Ben Rothwell, Antonio Silva and Frank Mir are washed up and out of the big leagues while Alistair Overeem’s time in the sun seems over after two horrible knockout losses in a row.

And yet, dos Santos is still here. He’s seasoned enough to be the old man for these younger bucks but young enough to have been booked to fight Lesnar during the WWE star’s last real run with proper fighting. He feels a win over Ivanov will be enough to put him in touching distance of the title again, even as it’s preoccupied with Cormier and Lesnar.

“We have some new guys coming up to the highest level. I think it’s good to have some new guys up there, giving us extra work,” dos Santos said.

“The heavyweight division is getting even better now with these new and up and coming guys.

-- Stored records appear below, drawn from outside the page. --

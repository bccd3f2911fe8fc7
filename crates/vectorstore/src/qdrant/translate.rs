//! Translation between the shared model and Qdrant's native shapes
//!
//! Qdrant point ids must be UUIDs or integers, so a record id is mapped to
//! a deterministic UUIDv5 and kept verbatim in the `_id` payload key. The
//! record text travels in `_text`.

use super::api::{PointId, QdrantPoint, VectorParams};
use dataclients_core::metric::euclidean_score;
use dataclients_core::record::{payload_from_json, payload_to_json};
use dataclients_core::{Condition, DistanceMetric, Filter, PayloadValue, ValidationError, VectorRecord};
use serde_json::{json, Map, Value};
use uuid::Uuid;

/// Payload key holding the record id
pub const ID_KEY: &str = "_id";
/// Payload key holding the record text
pub const TEXT_KEY: &str = "_text";

const TARGET: &str = "qdrant";

// Namespace for record id -> point id
const ID_NAMESPACE: Uuid = Uuid::from_u128(0x4f1c3a2e_8d5b_4c7a_9e21_7b3f5d9a0c64);

/// Deterministic point id for a record id
pub fn point_id(record_id: &str) -> String {
    Uuid::new_v5(&ID_NAMESPACE, record_id.as_bytes()).to_string()
}

/// Native distance name
pub fn distance_name(metric: DistanceMetric) -> &'static str {
    match metric {
        DistanceMetric::Cosine => "Cosine",
        DistanceMetric::DotProduct => "Dot",
        DistanceMetric::Euclidean => "Euclid",
    }
}

/// Metric for a native distance name
pub fn metric_for(distance: &str) -> Option<DistanceMetric> {
    match distance {
        "Cosine" => Some(DistanceMetric::Cosine),
        "Dot" => Some(DistanceMetric::DotProduct),
        "Euclid" => Some(DistanceMetric::Euclidean),
        _ => None,
    }
}

/// Collection parameters for a dimension and metric
pub fn vector_params(dimension: usize, metric: DistanceMetric) -> VectorParams {
    VectorParams {
        size: dimension,
        distance: distance_name(metric).to_string(),
    }
}

/// Convert a native score to "higher = more similar"
///
/// Cosine and Dot scores already are; Euclid reports the distance.
pub fn normalize_score(metric: DistanceMetric, score: f32) -> f32 {
    match metric {
        DistanceMetric::Cosine | DistanceMetric::DotProduct => score,
        DistanceMetric::Euclidean => euclidean_score(score),
    }
}

/// Native point for a record
pub fn to_point(record: &VectorRecord) -> QdrantPoint {
    let mut payload = payload_to_json(&record.payload);
    payload.insert(ID_KEY.to_string(), json!(record.id));
    if let Some(text) = &record.text {
        payload.insert(TEXT_KEY.to_string(), json!(text));
    }
    QdrantPoint {
        id: point_id(&record.id),
        vector: record.vector.clone(),
        payload,
    }
}

/// Record id, text and payload from a native payload
///
/// Points written by other clients have no `_id`; their point id stands in.
pub fn split_payload(
    id: &PointId,
    payload: Option<&Map<String, Value>>,
) -> (String, Option<String>, dataclients_core::Payload) {
    let Some(payload) = payload else {
        return (id.to_string(), None, Default::default());
    };
    let record_id = payload
        .get(ID_KEY)
        .and_then(Value::as_str)
        .map_or_else(|| id.to_string(), str::to_string);
    let text = payload
        .get(TEXT_KEY)
        .and_then(Value::as_str)
        .map(str::to_string);
    (record_id, text, payload_from_json(payload, &[ID_KEY, TEXT_KEY]))
}

/// Record from a retrieved point
pub fn to_record(id: &PointId, payload: Option<&Map<String, Value>>, vector: Option<Vec<f32>>) -> VectorRecord {
    let (id, text, payload) = split_payload(id, payload);
    VectorRecord {
        id,
        vector: vector.unwrap_or_default(),
        payload,
        text,
    }
}

fn unsupported(field: &str, condition: &Condition) -> ValidationError {
    ValidationError::UnsupportedFilter {
        field: field.to_string(),
        operator: condition.operator().to_string(),
        target: TARGET.to_string(),
    }
}

// Floats cannot be matched exactly; equality becomes a closed range
fn equals(field: &str, value: &PayloadValue) -> Value {
    match value {
        PayloadValue::Float(f) => json!({ "key": field, "range": { "gte": f, "lte": f } }),
        other => json!({ "key": field, "match": { "value": other.to_json() } }),
    }
}

/// Translate a filter into a native filter
///
/// `NotEq` also requires the key to be present, matching records that
/// carry another value only.
pub fn filter(filter: &Filter) -> Result<Option<Value>, ValidationError> {
    filter.validate()?;
    let mut must = Vec::new();
    let mut must_not = Vec::new();
    for (field, condition) in filter.iter() {
        match condition {
            Condition::Eq(v) => must.push(equals(field, v)),
            Condition::NotEq(v) => {
                must_not.push(equals(field, v));
                must_not.push(json!({ "is_empty": { "key": field } }));
            }
            Condition::Range(range) => {
                let bounds: Map<String, Value> = range
                    .bounds()
                    .into_iter()
                    .map(|(op, bound)| (op.trim_start_matches('$').to_string(), json!(bound)))
                    .collect();
                must.push(json!({ "key": field, "range": bounds }));
            }
            Condition::AnyOf(values) => match values.first() {
                Some(PayloadValue::String(_)) | Some(PayloadValue::Int(_)) => {
                    let values: Vec<Value> = values.iter().map(PayloadValue::to_json).collect();
                    must.push(json!({ "key": field, "match": { "any": values } }));
                }
                _ => return Err(unsupported(field, condition)),
            },
            Condition::Prefix(_) => return Err(unsupported(field, condition)),
        }
    }
    if must.is_empty() && must_not.is_empty() {
        return Ok(None);
    }
    let mut native = Map::new();
    if !must.is_empty() {
        native.insert("must".to_string(), Value::Array(must));
    }
    if !must_not.is_empty() {
        native.insert("must_not".to_string(), Value::Array(must_not));
    }
    Ok(Some(Value::Object(native)))
}
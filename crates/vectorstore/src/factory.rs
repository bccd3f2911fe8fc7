//! Store construction from configuration
//!
//! The backend is a closed set chosen by [`Backend`]; the factories hand out
//! trait objects so callers never name a concrete adapter.

use crate::chroma::ChromaStore;
use crate::config::{Backend, StoreConfig};
use crate::error::{VectorError, VectorResult};
use crate::qdrant::{AsyncQdrantStore, QdrantStore};
use crate::store::{AsyncVectorStore, VectorStore};
use dataclients_embed::{AsyncEmbedder, Embedder};
use std::sync::Arc;
use tracing::debug;

/// Open a blocking store
///
/// Sessions are opened lazily, so this does not touch the network.
/// `server-async` configs must go through [`open_async_store`].
pub fn open_store(
    config: StoreConfig,
    embedder: Option<Arc<dyn Embedder>>,
) -> VectorResult<Box<dyn VectorStore>> {
    debug!(backend = %config.backend, "opening vector store");
    match config.backend {
        Backend::EmbeddedLocal => Ok(Box::new(ChromaStore::new(config, embedder)?)),
        Backend::ServerSync => Ok(Box::new(QdrantStore::new(config, embedder)?)),
        Backend::ServerAsync => Err(VectorError::Config(
            "backend server-async is non-blocking; use open_async_store".to_string(),
        )),
    }
}

/// Open a non-blocking store, verifying the server is reachable
pub async fn open_async_store(
    config: StoreConfig,
    embedder: Option<Arc<dyn AsyncEmbedder>>,
) -> VectorResult<Box<dyn AsyncVectorStore>> {
    debug!(backend = %config.backend, "opening async vector store");
    match config.backend {
        Backend::ServerAsync => Ok(Box::new(AsyncQdrantStore::create(config, embedder).await?)),
        other => Err(VectorError::Config(format!(
            "backend {} is blocking; use open_store",
            other
        ))),
    }
}
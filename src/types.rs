//! Basic type definitions for the lobby server
//!
//! Provides newtype wrappers for type safety:
//! - `RoomCode`: 6-character uppercase hexadecimal room code

use std::fmt::Write as _;

use percent_encoding::{utf8_percent_encode, AsciiSet, CONTROLS};
use rand::Rng;
use serde::{Deserialize, Serialize};

/// Number of random bytes behind a generated room code (two hex digits each)
const ROOM_CODE_BYTES: usize = 3;

/// Characters escaped when a code is placed in a URL path segment
const PATH_SEGMENT: &AsciiSet = &CONTROLS
    .add(b' ')
    .add(b'"')
    .add(b'#')
    .add(b'%')
    .add(b'/')
    .add(b'<')
    .add(b'>')
    .add(b'?')
    .add(b'`')
    .add(b'{')
    .add(b'}');

/// Room code (6-character uppercase hexadecimal)
///
/// Used to identify and join lobby rooms.
/// Generated randomly or parsed from user input.
#[derive(Debug, Clone, PartialEq, Eq, Hash, Serialize, Deserialize)]
#[serde(transparent)]
pub struct RoomCode(pub String);

impl RoomCode {
    /// Generate a new random room code
    pub fn generate() -> Self {
        let bytes: [u8; ROOM_CODE_BYTES] = rand::thread_rng().gen();
        let mut code = String::with_capacity(ROOM_CODE_BYTES * 2);
        for byte in bytes {
            let _ = write!(code, "{:02X}", byte);
        }
        Self(code)
    }

    /// Create a RoomCode from typed user input (converts to uppercase)
    pub fn from_input(code: &str) -> Self {
        Self(code.trim().to_uppercase())
    }

    /// Create a RoomCode from a URL path segment, kept verbatim
    pub fn from_path(code: String) -> Self {
        Self(code)
    }

    pub fn as_str(&self) -> &str {
        &self.0
    }

    /// The code percent-encoded for use as a single URL path segment
    pub fn path_segment(&self) -> String {
        utf8_percent_encode(&self.0, PATH_SEGMENT).to_string()
    }
}

impl std::fmt::Display for RoomCode {
    fn fmt(&self, f: &mut std::fmt::Formatter<'_>) -> std::fmt::Result {
        write!(f, "{}", self.0)
    }
}
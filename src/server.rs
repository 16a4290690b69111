//! HTTP server wiring
//!
//! Builds the axum router over the shared [`AppState`] and serves it until
//! Ctrl-C.

use axum::extract::FromRef;
use axum::routing::{get, post};
use axum::Router;
use axum_extra::extract::cookie::Key;
use tokio::net::TcpListener;
use tracing::info;

use crate::error::AppError;
use crate::handler;
use crate::registry::RegistryHandle;

/// State shared by every request handler
#[derive(Clone)]
pub struct AppState {
    /// Handle to the room registry actor
    pub registry: RegistryHandle,
    /// Signing key for session cookies
    pub key: Key,
}

impl AppState {
    pub fn new(registry: RegistryHandle, key: Key) -> Self {
        Self { registry, key }
    }
}

impl FromRef<AppState> for Key {
    fn from_ref(state: &AppState) -> Self {
        state.key.clone()
    }
}

/// Build the application router
pub fn router(state: AppState) -> Router {
    Router::new()
        .route("/", get(handler::index))
        .route("/game", get(handler::game))
        .route("/static/game.js", get(handler::game_script))
        .route("/lobby", post(handler::lobby))
        .route("/play_ai", post(handler::play_ai))
        .route("/join", post(handler::join))
        .route("/create", post(handler::create))
        .route("/room/{code}", get(handler::room))
        .route("/room/{code}/state", get(handler::room_state))
        .route("/ready/{code}", post(handler::ready))
        .route("/start/{code}", post(handler::start))
        .with_state(state)
}

/// Serve the application on `listener` until Ctrl-C
pub async fn serve(listener: TcpListener, state: AppState) -> Result<(), AppError> {
    axum::serve(listener, router(state))
        .with_graceful_shutdown(shutdown_signal())
        .await?;
    Ok(())
}

async fn shutdown_signal() {
    // If the handler cannot be installed, run until the process is killed.
    if tokio::signal::ctrl_c().await.is_err() {
        std::future::pending::<()>().await;
    }
    info!("Shutdown signal received");
}
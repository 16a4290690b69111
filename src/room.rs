//! Room struct definition
//!
//! Represents a lobby room: a host, the players who joined, and who is ready.

use std::collections::HashSet;

use crate::error::RoomError;
use crate::message::RoomSnapshot;
use crate::types::RoomCode;

/// Lobby room
///
/// The host is always the first player and never changes.
/// Ready players are always a subset of the players.
#[derive(Debug)]
pub struct Room {
    /// Room code for identification
    pub code: RoomCode,
    /// Room creator (host)
    pub host: String,
    /// Players in join order, host first
    pub players: Vec<String>,
    /// Players who signaled readiness, in signal order
    pub ready_players: Vec<String>,
}

impl Room {
    /// Create a new room with the given code and host
    pub fn new(code: RoomCode, host: String) -> Self {
        Self {
            code,
            players: vec![host.clone()],
            host,
            ready_players: Vec::new(),
        }
    }

    /// Check if a username is a player in this room
    pub fn contains(&self, username: &str) -> bool {
        self.players.iter().any(|p| p == username)
    }

    pub fn is_host(&self, username: &str) -> bool {
        self.host == username
    }

    pub fn is_ready(&self, username: &str) -> bool {
        self.ready_players.iter().any(|p| p == username)
    }

    /// Add a player to the room
    ///
    /// Returns false if the player was already present.
    pub fn add_player(&mut self, username: String) -> bool {
        if self.contains(&username) {
            false
        } else {
            self.players.push(username);
            true
        }
    }

    /// Mark a player as ready
    ///
    /// Returns whether the player was newly marked.
    pub fn mark_ready(&mut self, username: &str) -> Result<bool, RoomError> {
        if !self.contains(username) {
            return Err(RoomError::NotAPlayer {
                code: self.code.clone(),
                username: username.to_string(),
            });
        }
        if self.is_ready(username) {
            return Ok(false);
        }
        self.ready_players.push(username.to_string());
        Ok(true)
    }

    /// Check whether every non-host player is ready
    ///
    /// Compares the ready set against the players minus the host, so a host
    /// who readied up makes this false.
    pub fn all_ready(&self) -> bool {
        let ready: HashSet<&str> = self.ready_players.iter().map(String::as_str).collect();
        let required: HashSet<&str> = self
            .players
            .iter()
            .map(String::as_str)
            .filter(|p| *p != self.host)
            .collect();
        ready == required
    }

    /// Authorize a game start
    pub fn start(&self, username: &str) -> Result<(), RoomError> {
        if self.is_host(username) {
            Ok(())
        } else {
            Err(RoomError::NotHost {
                code: self.code.clone(),
                username: username.to_string(),
            })
        }
    }

    pub fn snapshot(&self) -> RoomSnapshot {
        RoomSnapshot {
            code: self.code.clone(),
            host: self.host.clone(),
            players: self.players.clone(),
            ready_players: self.ready_players.clone(),
            all_ready: self.all_ready(),
        }
    }
}
//! Command-line and environment configuration

use axum_extra::extract::cookie::Key;
use clap::Parser;

use crate::error::AppError;

/// Lobby server - create rooms, join by code, ready up and start
#[derive(Parser, Debug, Clone)]
#[command(name = "lobby_server", version, about)]
pub struct Config {
    /// Interface to bind to
    #[arg(long, env = "HOST", default_value = "0.0.0.0")]
    pub host: String,

    /// Port to listen on
    #[arg(short, long, env = "PORT", default_value_t = 80)]
    pub port: u16,

    /// Secret used to sign session cookies (at least 64 bytes).
    /// A random key is generated at startup when unset.
    #[arg(long, env = "SESSION_SECRET", hide_env_values = true)]
    pub session_secret: Option<String>,

    /// Buffer size of the room registry command channel
    #[arg(long, default_value_t = 256)]
    pub channel_buffer: usize,
}

impl Config {
    /// Address string passed to the TCP listener
    pub fn bind_addr(&self) -> String {
        format!("{}:{}", self.host, self.port)
    }

    /// Key used to sign session cookies
    pub fn session_key(&self) -> Result<Key, AppError> {
        match &self.session_secret {
            Some(secret) => Key::try_from(secret.as_bytes())
                .map_err(|e| AppError::SessionKey(e.to_string())),
            None => Ok(Key::generate()),
        }
    }
}

#[cfg(test)]
mod tests {
    use super::*;

    #[test]
    fn test_bind_addr() {
        let config =
            Config::try_parse_from(["lobby_server", "--host", "127.0.0.1", "--port", "8080"])
                .unwrap();
        assert_eq!(config.bind_addr(), "127.0.0.1:8080");
    }

    #[test]
    fn test_host_from_env() {
        std::env::set_var("HOST", "127.0.0.1");
        let config = Config::try_parse_from(["lobby_server", "--port", "8080"]).unwrap();
        std::env::remove_var("HOST");
        assert_eq!(config.bind_addr(), "127.0.0.1:8080");
    }

    #[test]
    fn test_session_key_from_secret() {
        let secret = "s".repeat(64);
        let config = Config::try_parse_from(["lobby_server", "--session-secret", &secret]).unwrap();
        assert!(config.session_key().is_ok());
    }

    #[test]
    fn test_session_key_too_short() {
        let config = Config::try_parse_from(["lobby_server", "--session-secret", "short"]).unwrap();
        assert!(matches!(config.session_key(), Err(AppError::SessionKey(_))));
    }

    #[test]
    fn test_invalid_port_rejected() {
        assert!(Config::try_parse_from(["lobby_server", "--port", "99999"]).is_err());
    }
}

I can see a good future for the whole division.

Dos Santos had some particular praise for Tuivasa, who is unbeaten in his professional career and recently cracked the top 10 of the division for the first time.

“He’s a very tough guy and it’s great for the division to have guys like him fighting and competing because people are here for it.

“They’re here to see good fights, and tough guys like him give people good fights.”

For dos Santos to win the belt again he’d need to make his own bit of history — only one other UFC fighter has won a championship three times and, you guessed it, it was at heavyweight.

With a farce about to consume his division and the young guns on his heels, dos Santos believes he can only do what he’s always done and, perhaps, he can then get what he’s always got.

“When Junior dos Santos is fighting people know it’s going to be a good fight, a tough fight.

“They can expect a knockout and that’s what I’m coming for.

“I hope Boise and the whole world are ready for that.”